The King's Manor
The King's Manor, a Grade I listed building now forms part of the University of York and backs on to the ruins of St Mary's Abbey, now in the Museum Gardens.
It was originally built in about 1270 as the Abbot of St. Mary's Abbey's house. The dissolution of the monasteries under King Henry VIII saw the closure of St Mary's Abbey in 1539. The Manor, however, was appropriated by the Crown and became the headquarters of the Council of the North. The former Council Chamber now serves as the refectory café.
King's Manor became the official residence of the Presidents of the Council of the North and served this function until until the Council of the North was abolished in 1641. It played host to visiting royalty on a number of occasions. Henry VIII, James I and Charles I all stayed at the house. The coat of arms above the main entrance is that of King Charles I.
During the Civil War between crown and parliament (1642-1651), King's Manor became the Royalist headquarters in York and was the scene of fighting between Parliamentarian forces and Royalist defenders of the city.
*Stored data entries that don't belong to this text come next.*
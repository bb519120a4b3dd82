//! Device orchestration: mode selection, enable/disable, poll entry.

use crate::config::{McDaqConfig, ReadMethod, ScanPlan};
use crate::error::Result;
use crate::scanning::ScanningPoller;
use crate::sequential::SequentialPoller;
use mcdaq_core::{Clock, DaqBoard, EventIdSource, EventSink};
use std::sync::Arc;
use tracing::{info, warn};

/// Acquisition strategy, selected from the configured read method.
///
/// An explicit enum rather than swappable function state: the two
/// pollers carry different per-mode state and the mode is fixed for
/// the lifetime of the device.
#[derive(Debug)]
enum Poller {
    Scanning(ScanningPoller),
    Sequential(SequentialPoller),
}

/// A Measurement Computing DAQ device bound to one board.
///
/// Single-threaded cooperative model: an external scheduler invokes
/// [`McDaq::poll`] periodically; nothing here spawns threads or blocks
/// beyond the synchronous driver calls it wraps.
pub struct McDaq<B: DaqBoard> {
    board: B,
    plan: ScanPlan,
    clock: Arc<dyn Clock>,
    ids: Arc<dyn EventIdSource>,
    sink: Arc<dyn EventSink>,
    poller: Poller,
    enabled: bool,
}

impl<B: DaqBoard> McDaq<B> {
    /// Validate the configuration and bind the device to a board.
    ///
    /// Fails on configuration errors only; nothing touches the
    /// hardware until [`McDaq::enable`].
    pub fn new(
        board: B,
        config: &McDaqConfig,
        clock: Arc<dyn Clock>,
        ids: Arc<dyn EventIdSource>,
        sink: Arc<dyn EventSink>,
    ) -> Result<Self> {
        let plan = config.validate()?;
        let poller = match plan.read_method {
            ReadMethod::Scan => Poller::Scanning(ScanningPoller::new(&plan)),
            ReadMethod::Poll => Poller::Sequential(SequentialPoller::new(&plan)),
        };

        info!(
            board_id = plan.board_id,
            model = plan.model.label(),
            channels = plan.channels.len(),
            read_method = ?plan.read_method,
            "Configured MC DAQ device"
        );

        Ok(Self {
            board,
            plan,
            clock,
            ids,
            sink,
            poller,
            enabled: false,
        })
    }

    pub fn plan(&self) -> &ScanPlan {
        &self.plan
    }

    pub fn is_enabled(&self) -> bool {
        self.enabled
    }

    /// Begin acquisition: starts the background scan in scan mode,
    /// clears the reading cache in sequential mode.
    pub fn enable(&mut self) -> Result<()> {
        if self.enabled {
            return Ok(());
        }
        match &mut self.poller {
            Poller::Scanning(poller) => poller.start(&mut self.board, &*self.clock)?,
            Poller::Sequential(poller) => poller.reset(),
        }
        self.enabled = true;
        Ok(())
    }

    /// Stop acquisition; in scan mode this stops the hardware scan,
    /// zeroes the buffer and clears the epoch.
    pub fn disable(&mut self) -> Result<()> {
        if !self.enabled {
            return Ok(());
        }
        if let Poller::Scanning(poller) = &mut self.poller {
            poller.stop(&mut self.board)?;
        }
        self.enabled = false;
        Ok(())
    }

    /// Run one poll cycle. Returns the number of events emitted.
    ///
    /// Polling while disabled is an expected idle condition, reported
    /// at warning level, never an error.
    pub fn poll(&mut self) -> Result<usize> {
        if !self.enabled {
            warn!("Poll while acquisition disabled; nothing to do");
            return Ok(0);
        }
        match &mut self.poller {
            Poller::Scanning(poller) => {
                poller.poll(&mut self.board, &*self.clock, &*self.sink, &*self.ids)
            }
            Poller::Sequential(poller) => {
                poller.poll(&mut self.board, &*self.clock, &*self.sink, &*self.ids)
            }
        }
    }

    /// The scanning poller, when the device runs in scan mode.
    pub fn scanning(&self) -> Option<&ScanningPoller> {
        match &self.poller {
            Poller::Scanning(poller) => Some(poller),
            Poller::Sequential(_) => None,
        }
    }

    /// Direct access to the underlying board (simulation and tests).
    pub fn board_mut(&mut self) -> &mut B {
        &mut self.board
    }
}
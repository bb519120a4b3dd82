//! Simulated hardware for testing the mcdaq engine without a device.
//!
//! [`MockBoard`] implements the `DaqBoard` capability two ways at once:
//! tests can script exact cursor snapshots and slot contents for
//! deterministic scenarios, or call [`MockBoard::produce`] to let the
//! board free-run a synthetic ramp through its circular buffer the way
//! real hardware would. [`ManualClock`] is a hand-driven time source
//! for deterministic timestamps.

mod board;
mod clock;

pub use board::MockBoard;
pub use clock::ManualClock;
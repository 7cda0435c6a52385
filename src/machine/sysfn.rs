//! System functions: built-in operations invoked by name.
//!
//! The registry maps names to plain function pointers and assigns each a
//! stable id; the compiler resolves a `syscall.counted` name to its id
//! once and plants the id as an instruction operand, so the interpreter
//! dispatches without any name lookup. The registry is append-only and
//! immutable after construction.
//!
//! Every system function receives the machine and the caller-counted
//! argument count, and reads and writes the operand stack directly.

use std::collections::HashMap;

use super::cell::Cell;
use super::{ExecError, ExecResult, Machine};

/// Signature of a system function.
pub type SysFunction = fn(&mut Machine, u64) -> ExecResult<()>;

struct Entry {
    name: &'static str,
    func: SysFunction,
}

/// Registry of system functions callable from compiled code.
pub struct SysRegistry {
    entries: Vec<Entry>,
    by_name: HashMap<&'static str, u64>,
}

impl SysRegistry {
    pub fn new() -> SysRegistry {
        SysRegistry { entries: Vec::new(), by_name: HashMap::new() }
    }

    /// A registry with the standard built-ins installed.
    pub fn with_builtins() -> SysRegistry {
        let mut registry = SysRegistry::new();
        registry.register("println", sys_println);
        registry.register("+", sys_add);
        registry.register("-", sys_subtract);
        registry.register("*", sys_multiply);
        registry.register("/", sys_divide);
        registry.register("negate", sys_negate);
        registry.register("<", sys_less_than);
        registry.register(">", sys_greater_than);
        registry.register("<=", sys_less_or_equal);
        registry.register(">=", sys_greater_or_equal);
        registry.register("===", sys_identical);
        registry.register("!==", sys_not_identical);
        registry
    }

    /// Register a function, returning its id.
    pub fn register(&mut self, name: &'static str, func: SysFunction) -> u64 {
        if let Some(&id) = self.by_name.get(name) {
            return id;
        }
        let id = self.entries.len() as u64;
        self.entries.push(Entry { name, func });
        self.by_name.insert(name, id);
        id
    }

    pub fn lookup(&self, name: &str) -> Option<u64> {
        self.by_name.get(name).copied()
    }

    pub fn get(&self, id: u64) -> Option<SysFunction> {
        self.entries.get(id as usize).map(|e| e.func)
    }

    pub fn name_of(&self, id: u64) -> Option<&'static str> {
        self.entries.get(id as usize).map(|e| e.name)
    }

    pub fn len(&self) -> usize {
        self.entries.len()
    }

    pub fn is_empty(&self) -> bool {
        self.entries.is_empty()
    }
}

impl Default for SysRegistry {
    fn default() -> Self {
        Self::with_builtins()
    }
}

impl std::fmt::Debug for SysRegistry {
    fn fmt(&self, f: &mut std::fmt::Formatter<'_>) -> std::fmt::Result {
        f.debug_struct("SysRegistry")
            .field("count", &self.entries.len())
            .field("names", &self.entries.iter().map(|e| e.name).collect::<Vec<_>>())
            .finish()
    }
}

// === println ===

/// Pop `nargs` values and print them space-separated, newline-terminated.
fn sys_println(machine: &mut Machine, nargs: u64) -> ExecResult<()> {
    let nargs = nargs as usize;
    let size = machine.stack_size();
    if size < nargs {
        return Err(ExecError::StackUnderflow);
    }

    let mut rendered = Vec::with_capacity(nargs);
    for i in 0..nargs {
        let value = machine.peek_at(size - nargs + i)?;
        rendered.push(machine.render(value));
    }
    machine.pop_multiple(nargs)?;
    machine.write_line(&rendered.join(" "))
}

// === Integer arithmetic and comparison ===
//
// All binary operations take exactly two tagged-int arguments, pop the
// second and overwrite the first in place, so the net stack effect is one
// slot.

fn binary_int_op(
    machine: &mut Machine,
    nargs: u64,
    op: fn(i64, i64) -> ExecResult<Cell>,
) -> ExecResult<()> {
    if nargs != 2 {
        return Err(ExecError::ArityError { expected: 2, got: nargs as usize });
    }

    let second = machine.pop()?;
    let first = machine.peek()?;
    if !first.is_int() {
        return Err(ExecError::TypeError { expected: "int", got: machine.render(first) });
    }
    if !second.is_int() {
        return Err(ExecError::TypeError { expected: "int", got: machine.render(second) });
    }

    let result = op(first.untag_int(), second.untag_int())?;
    machine.set_top(result)
}

fn sys_add(machine: &mut Machine, nargs: u64) -> ExecResult<()> {
    binary_int_op(machine, nargs, |a, b| Ok(Cell::tag_int(a.wrapping_add(b))))
}

fn sys_subtract(machine: &mut Machine, nargs: u64) -> ExecResult<()> {
    binary_int_op(machine, nargs, |a, b| Ok(Cell::tag_int(a.wrapping_sub(b))))
}

fn sys_multiply(machine: &mut Machine, nargs: u64) -> ExecResult<()> {
    binary_int_op(machine, nargs, |a, b| Ok(Cell::tag_int(a.wrapping_mul(b))))
}

fn sys_divide(machine: &mut Machine, nargs: u64) -> ExecResult<()> {
    binary_int_op(machine, nargs, |a, b| {
        if b == 0 {
            Err(ExecError::DivByZero)
        } else {
            Ok(Cell::tag_int(a.wrapping_div(b)))
        }
    })
}

fn sys_less_than(machine: &mut Machine, nargs: u64) -> ExecResult<()> {
    binary_int_op(machine, nargs, |a, b| Ok(Cell::from_bool(a < b)))
}

fn sys_greater_than(machine: &mut Machine, nargs: u64) -> ExecResult<()> {
    binary_int_op(machine, nargs, |a, b| Ok(Cell::from_bool(a > b)))
}

fn sys_less_or_equal(machine: &mut Machine, nargs: u64) -> ExecResult<()> {
    binary_int_op(machine, nargs, |a, b| Ok(Cell::from_bool(a <= b)))
}

fn sys_greater_or_equal(machine: &mut Machine, nargs: u64) -> ExecResult<()> {
    binary_int_op(machine, nargs, |a, b| Ok(Cell::from_bool(a >= b)))
}

fn sys_identical(machine: &mut Machine, nargs: u64) -> ExecResult<()> {
    binary_int_op(machine, nargs, |a, b| Ok(Cell::from_bool(a == b)))
}

fn sys_not_identical(machine: &mut Machine, nargs: u64) -> ExecResult<()> {
    binary_int_op(machine, nargs, |a, b| Ok(Cell::from_bool(a != b)))
}

/// Unary integer negation, in place.
fn sys_negate(machine: &mut Machine, nargs: u64) -> ExecResult<()> {
    if nargs != 1 {
        return Err(ExecError::ArityError { expected: 1, got: nargs as usize });
    }
    let value = machine.peek()?;
    if !value.is_int() {
        return Err(ExecError::TypeError { expected: "int", got: machine.render(value) });
    }
    machine.set_top(Cell::tag_int(value.untag_int().wrapping_neg()))
}
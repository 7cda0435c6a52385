//! The globals table: name → identity record.
//!
//! Each global is backed by an `Ident` record in an append-only arena, so
//! the reference handed out at definition time stays valid however the
//! name map later resizes. Compiled code embeds these references directly
//! as instruction operands; late binding works because the record is
//! created (with an UNDEF placeholder) before any body that mentions it is
//! compiled, and only the record's value is ever rewritten.

use std::collections::HashMap;

use super::cell::Cell;

/// Stable reference to an identity record.
pub type IdentRef = usize;

/// The identity record of one global binding.
#[derive(Debug, Clone)]
pub struct Ident {
    pub name: String,
    pub value: Cell,
    /// The binding's body runs on first read instead of at load time.
    pub lazy: bool,
    /// Set while the interpreter is forcing this binding; re-entry is an
    /// error.
    pub in_progress: bool,
}

#[derive(Default)]
pub struct Globals {
    records: Vec<Ident>,
    by_name: HashMap<String, IdentRef>,
}

impl Globals {
    pub fn new() -> Globals {
        Globals::default()
    }

    /// Create or update a binding. The record for a name is created once;
    /// later definitions rewrite its value and lazy flag in place.
    pub fn define(&mut self, name: &str, value: Cell, lazy: bool) -> IdentRef {
        if let Some(&ident) = self.by_name.get(name) {
            let record = &mut self.records[ident];
            record.value = value;
            record.lazy = lazy;
            ident
        } else {
            let ident = self.records.len();
            self.records.push(Ident {
                name: name.to_string(),
                value,
                lazy,
                in_progress: false,
            });
            self.by_name.insert(name.to_string(), ident);
            ident
        }
    }

    pub fn lookup(&self, name: &str) -> Option<IdentRef> {
        self.by_name.get(name).copied()
    }

    pub fn value_of(&self, name: &str) -> Option<Cell> {
        self.lookup(name).map(|ident| self.records[ident].value)
    }

    pub fn get(&self, ident: IdentRef) -> Option<&Ident> {
        self.records.get(ident)
    }

    pub fn get_mut(&mut self, ident: IdentRef) -> Option<&mut Ident> {
        self.records.get_mut(ident)
    }

    pub fn len(&self) -> usize {
        self.records.len()
    }

    pub fn is_empty(&self) -> bool {
        self.records.is_empty()
    }
}

impl std::fmt::Debug for Globals {
    fn fmt(&self, f: &mut std::fmt::Formatter<'_>) -> std::fmt::Result {
        f.debug_struct("Globals")
            .field("count", &self.records.len())
            .field("names", &self.by_name.keys().collect::<Vec<_>>())
            .finish()
    }
}
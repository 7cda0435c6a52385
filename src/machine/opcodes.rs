//! Threaded-code opcodes.
//!
//! In a compiled instruction stream the first cell of every instruction is
//! the raw id of its handler; the ids here are the indices into the
//! machine's handler table, so dispatch is one indexed call per
//! instruction. Each opcode is followed by a fixed number of operand
//! cells.
//!
//! Symbolic instructions that reference a global come in an eager/lazy
//! pair; the compiler picks the lazy variant when the referenced binding
//! is marked lazy. `label` never reaches this table: it is consumed at
//! compile time and emits no code.

use std::fmt;

/// Bytecode opcode enumeration. The discriminant is the handler id planted
/// in instruction streams.
#[repr(u8)]
#[derive(Debug, Clone, Copy, PartialEq, Eq, Hash)]
pub enum Op {
    // === Pushes ===
    /// Push the tagged-int operand.
    PushInt = 0,
    /// Push the special-cell operand.
    PushBool = 1,
    /// Push the tagged pointer to a heap string.
    PushString = 2,
    /// Push the frame slot named by the raw offset operand.
    PushLocal = 3,
    /// Pop the top of the operand stack into a frame slot.
    PopLocal = 4,
    /// Push the value of the identity record named by the operand.
    PushGlobal = 5,
    /// Like PushGlobal, but forces the binding first and rewrites itself
    /// to PushGlobal.
    PushGlobalLazy = 6,

    // === Calls ===
    /// Call the function held by a global, with the argument count
    /// recovered from a frame-slot snapshot. Operands: raw frame offset,
    /// identity reference.
    CallGlobalCounted = 7,
    /// Lazy variant: forces the binding, then re-dispatches as the eager
    /// call.
    CallGlobalCountedLazy = 8,
    /// Invoke a built-in by registry id with a counted argument protocol.
    /// Operands: raw frame offset, raw registry id.
    SyscallCounted = 9,

    // === Counted-argument bookkeeping ===
    /// Record the current operand-stack size into a frame slot.
    StackLength = 10,
    /// Assert that exactly one value was pushed since the snapshot and
    /// that it is a boolean.
    CheckBool = 11,

    // === Control flow ===
    /// Unconditional relative jump; operand is a raw signed offset.
    Goto = 12,
    /// Pop; jump only when the popped cell is the FALSE literal.
    IfNot = 13,
    /// Unwind the current frame.
    Return = 14,
    /// Stop the current dispatch loop.
    Halt = 15,

    // === Binding finalisation ===
    /// Finalise a lazy binding: store the single produced value into the
    /// identity record and clear its lazy/in-progress flags. Operands:
    /// raw frame offset, identity reference.
    Done = 16,
    /// Build the entry frame for a function object, taking its parameters
    /// from the operand stack. Only synthesised launchers contain this.
    Launch = 17,
}

/// Number of opcodes; the handler table has exactly this many entries.
pub const OP_COUNT: usize = 18;

impl Op {
    pub fn from_u64(word: u64) -> Option<Op> {
        use Op::*;
        Some(match word {
            0 => PushInt,
            1 => PushBool,
            2 => PushString,
            3 => PushLocal,
            4 => PopLocal,
            5 => PushGlobal,
            6 => PushGlobalLazy,
            7 => CallGlobalCounted,
            8 => CallGlobalCountedLazy,
            9 => SyscallCounted,
            10 => StackLength,
            11 => CheckBool,
            12 => Goto,
            13 => IfNot,
            14 => Return,
            15 => Halt,
            16 => Done,
            17 => Launch,
            _ => return None,
        })
    }

    /// Fixed number of operand cells that follow the handler cell.
    pub fn operand_count(self) -> usize {
        use Op::*;
        match self {
            Return | Halt => 0,
            PushInt | PushBool | PushString | PushLocal | PopLocal | PushGlobal
            | PushGlobalLazy | StackLength | CheckBool | Goto | IfNot | Launch => 1,
            CallGlobalCounted | CallGlobalCountedLazy | SyscallCounted | Done => 2,
        }
    }

    pub fn name(self) -> &'static str {
        use Op::*;
        match self {
            PushInt => "PUSH_INT",
            PushBool => "PUSH_BOOL",
            PushString => "PUSH_STRING",
            PushLocal => "PUSH_LOCAL",
            PopLocal => "POP_LOCAL",
            PushGlobal => "PUSH_GLOBAL",
            PushGlobalLazy => "PUSH_GLOBAL_LAZY",
            CallGlobalCounted => "CALL_GLOBAL_COUNTED",
            CallGlobalCountedLazy => "CALL_GLOBAL_COUNTED_LAZY",
            SyscallCounted => "SYSCALL_COUNTED",
            StackLength => "STACK_LENGTH",
            CheckBool => "CHECK_BOOL",
            Goto => "GOTO",
            IfNot => "IF_NOT",
            Return => "RETURN",
            Halt => "HALT",
            Done => "DONE",
            Launch => "LAUNCH",
        }
    }
}

impl fmt::Display for Op {
    fn fmt(&self, f: &mut fmt::Formatter<'_>) -> fmt::Result {
        f.write_str(self.name())
    }
}

/// Map a symbolic instruction type to its (eager, lazy) opcode pair. For
/// instructions without a global reference the two collapse. `label`,
/// which emits no code, is not in this table.
pub fn opcode_pair(type_name: &str) -> Option<(Op, Op)> {
    use Op::*;
    Some(match type_name {
        "push.int" => (PushInt, PushInt),
        "push.bool" => (PushBool, PushBool),
        "push.string" => (PushString, PushString),
        "push.local" => (PushLocal, PushLocal),
        "pop.local" => (PopLocal, PopLocal),
        "push.global" => (PushGlobal, PushGlobalLazy),
        "call.global.counted" => (CallGlobalCounted, CallGlobalCountedLazy),
        "syscall.counted" => (SyscallCounted, SyscallCounted),
        "stack.length" => (StackLength, StackLength),
        "check.bool" => (CheckBool, CheckBool),
        "goto" => (Goto, Goto),
        "if.not" => (IfNot, IfNot),
        "return" => (Return, Return),
        "halt" => (Halt, Halt),
        "done" => (Done, Done),
        _ => return None,
    })
}
impl fmt::Display for ExecError {
    fn fmt(&self, f: &mut fmt::Formatter<'_>) -> fmt::Result {
        match self {
            Self::TypeError { expected, got } => {
                write!(f, "type error: expected {}, got {}", expected, got)
            }
            Self::ArityError { expected, got } => {
                write!(f, "arity error: expected {} arguments, got {}", expected, got)
            }
            Self::DivByZero => write!(f, "division by zero"),
            Self::StackOverflow => write!(f, "stack overflow"),
            Self::StackUnderflow => write!(f, "stack underflow"),
            Self::OutOfMemory { requested, available } => {
                write!(f, "out of memory: requested {} cells, {} available", requested, available)
            }
            Self::UndefinedGlobal(name) => write!(f, "undefined global: {}", name),
            Self::RecursiveLazyForce(name) => {
                write!(f, "recursive evaluation of lazy binding: {}", name)
            }
            Self::AssertionError(msg) => write!(f, "assertion failed: {}", msg),
            Self::InvalidHandler(word) => write!(f, "invalid handler id: {:#x}", word),
            Self::InvalidSysFunction(id) => write!(f, "invalid system function id: {}", id),
            Self::InvalidIdent(ident) => write!(f, "invalid identity reference: {}", ident),
            Self::BadAddress(addr) => write!(f, "address out of bounds: {:#x}", addr),
            Self::Io(msg) => write!(f, "output error: {}", msg),
        }
    }
}

impl std::error::Error for ExecError {}

impl From<StackError> for ExecError {
    fn from(err: StackError) -> ExecError {
        match err {
            StackError::Overflow => ExecError::StackOverflow,
            StackError::Underflow => ExecError::StackUnderflow,
        }
    }
}

impl From<HeapError> for ExecError {
    fn from(err: HeapError) -> ExecError {
        match err {
            HeapError::OutOfMemory { requested, available } => {
                ExecError::OutOfMemory { requested, available }
            }
        }
    }
}

/// Configuration for a machine instance.
#[derive(Debug, Clone)]
pub struct MachineConfig {
    /// Heap arena size in cells.
    pub heap_cells: usize,
    /// Operand stack capacity in cells.
    pub operand_capacity: usize,
    /// Return stack capacity in cells.
    pub return_capacity: usize,
}

impl Default for MachineConfig {
    fn default() -> Self {
        Self {
            heap_cells: DEFAULT_POOL_CELLS,
            operand_capacity: DEFAULT_STACK_CELLS,
            return_capacity: DEFAULT_STACK_CELLS,
        }
    }
}

type Handler = fn(&mut Machine) -> ExecResult<ControlFlow<()>>;

/// The handler table. A compiled instruction's first cell is an index
/// into this array, so dispatch is one indexed call; there is no central
/// decode step.
const HANDLERS: [Handler; OP_COUNT] = [
    Machine::op_push_value,         // PushInt
    Machine::op_push_value,         // PushBool
    Machine::op_push_value,         // PushString
    Machine::op_push_local,         // PushLocal
    Machine::op_pop_local,          // PopLocal
    Machine::op_push_global,        // PushGlobal
    Machine::op_push_global_lazy,   // PushGlobalLazy
    Machine::op_call_global,        // CallGlobalCounted
    Machine::op_call_global_lazy,   // CallGlobalCountedLazy
    Machine::op_syscall,            // SyscallCounted
    Machine::op_stack_length,       // StackLength
    Machine::op_check_bool,         // CheckBool
    Machine::op_goto,               // Goto
    Machine::op_if_not,             // IfNot
    Machine::op_return,             // Return
    Machine::op_halt,               // Halt
    Machine::op_done,               // Done
    Machine::op_launch,             // Launch
];

/// A single-task virtual machine instance.
pub struct Machine {
    heap: Heap,
    operand: CellStack,
    rstack: CellStack,
    globals: Globals,
    sysfns: SysRegistry,
    pc: CellIdx,
    /// A lone HALT instruction used as the return continuation when a lazy
    /// binding is forced in a nested dispatch.
    halt_cell: CellIdx,
    out: Box<dyn Write>,
}
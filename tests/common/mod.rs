//! Shared helpers for integration tests.
#![allow(dead_code)]

use std::cell::RefCell;
use std::io::Write;
use std::path::Path;
use std::rc::Rc;

use rusqlite::Connection;

use filament::machine::Machine;

/// An output sink tests can read back after the machine wrote to it.
#[derive(Clone, Default)]
pub struct SharedOut(Rc<RefCell<Vec<u8>>>);

impl SharedOut {
    pub fn text(&self) -> String {
        String::from_utf8_lossy(&self.0.borrow()).into_owned()
    }
}

impl Write for SharedOut {
    fn write(&mut self, buf: &[u8]) -> std::io::Result<usize> {
        self.0.borrow_mut().extend_from_slice(buf);
        Ok(buf.len())
    }

    fn flush(&mut self) -> std::io::Result<()> {
        Ok(())
    }
}

/// Attach a capturing sink to the machine and return it.
pub fn capture(machine: &mut Machine) -> SharedOut {
    let out = SharedOut::default();
    machine.set_output(Box::new(out.clone()));
    out
}

/// Write a bundle file: bindings as (name, lazy, json body), entry-point
/// names, and dependency edges as (binding, needs).
pub fn write_bundle(
    path: &Path,
    bindings: &[(&str, bool, &str)],
    entries: &[&str],
    deps: &[(&str, &str)],
) {
    let conn = Connection::open(path).expect("create bundle");
    conn.execute_batch(
        "CREATE TABLE bindings (id_name TEXT PRIMARY KEY, lazy INTEGER, value TEXT, file_name TEXT);
         CREATE TABLE entry_points (id_name TEXT);
         CREATE TABLE depends_ons (id_name TEXT, needs TEXT);",
    )
    .expect("create schema");

    for &(name, lazy, body) in bindings {
        conn.execute(
            "INSERT INTO bindings (id_name, lazy, value, file_name) VALUES (?1, ?2, ?3, ?4)",
            (name, lazy as i64, body, "test.fil"),
        )
        .expect("insert binding");
    }
    for &name in entries {
        conn.execute("INSERT INTO entry_points (id_name) VALUES (?1)", [name])
            .expect("insert entry point");
    }
    for &(name, needs) in deps {
        conn.execute("INSERT INTO depends_ons (id_name, needs) VALUES (?1, ?2)", (name, needs))
            .expect("insert dependency");
    }
}
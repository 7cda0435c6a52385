//! Filament — a stack-based virtual machine for pre-compiled bundles.
//!
//! A bundle carries named top-level bindings whose values are function
//! bodies written as lists of symbolic instructions. Filament loads the
//! bindings an entry point depends on, compiles each body into a
//! directly-threaded instruction stream inside a VM-managed heap, and
//! executes the entry point.
//!
//! # Architecture
//!
//! - **`machine`** is the runtime core: the tagged 64-bit cell, the bump
//!   arena heap with datakey-typed objects, the dual operand/return
//!   stacks, the instruction compiler, the threaded interpreter, and the
//!   built-in system functions.
//! - **`bundle`** reads programs from SQLite bundle files.
//! - **`loader`** ties the two together: it defines placeholder globals
//!   for the whole dependency closure, compiles every body against them,
//!   and launches the entry point.
//!
//! # Example
//!
//! ```no_run
//! use std::path::Path;
//! use filament::machine::Machine;
//! use filament::loader::run_bundle;
//!
//! let mut machine = Machine::new();
//! run_bundle(&mut machine, Path::new("program.bundle"), None, &[]).unwrap();
//! ```

pub mod bundle;
pub mod loader;
pub mod machine;

pub use bundle::{Binding, BundleError, BundleReader};
pub use loader::{load_program, run_bundle, LoadError};
pub use machine::{ExecError, Machine, MachineConfig};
When the Royalists were defeated in 1644 by Oliver Cromwell's Parliamentarian forces at the Battle of Marston Moor, just outside York, the king lost control of the north of England and King's Manor surrendered. During the 'Glorious Revolution' of 1688, when the Protestant William of Orange landed in England to challenge his uncle, the Catholic James II, the Governor, Sir John Reresby, remained loyal to James II, but a party of armed men, led by Thomas Osborne, Earl of Danby, captured the Manor and the City of York and held them for William.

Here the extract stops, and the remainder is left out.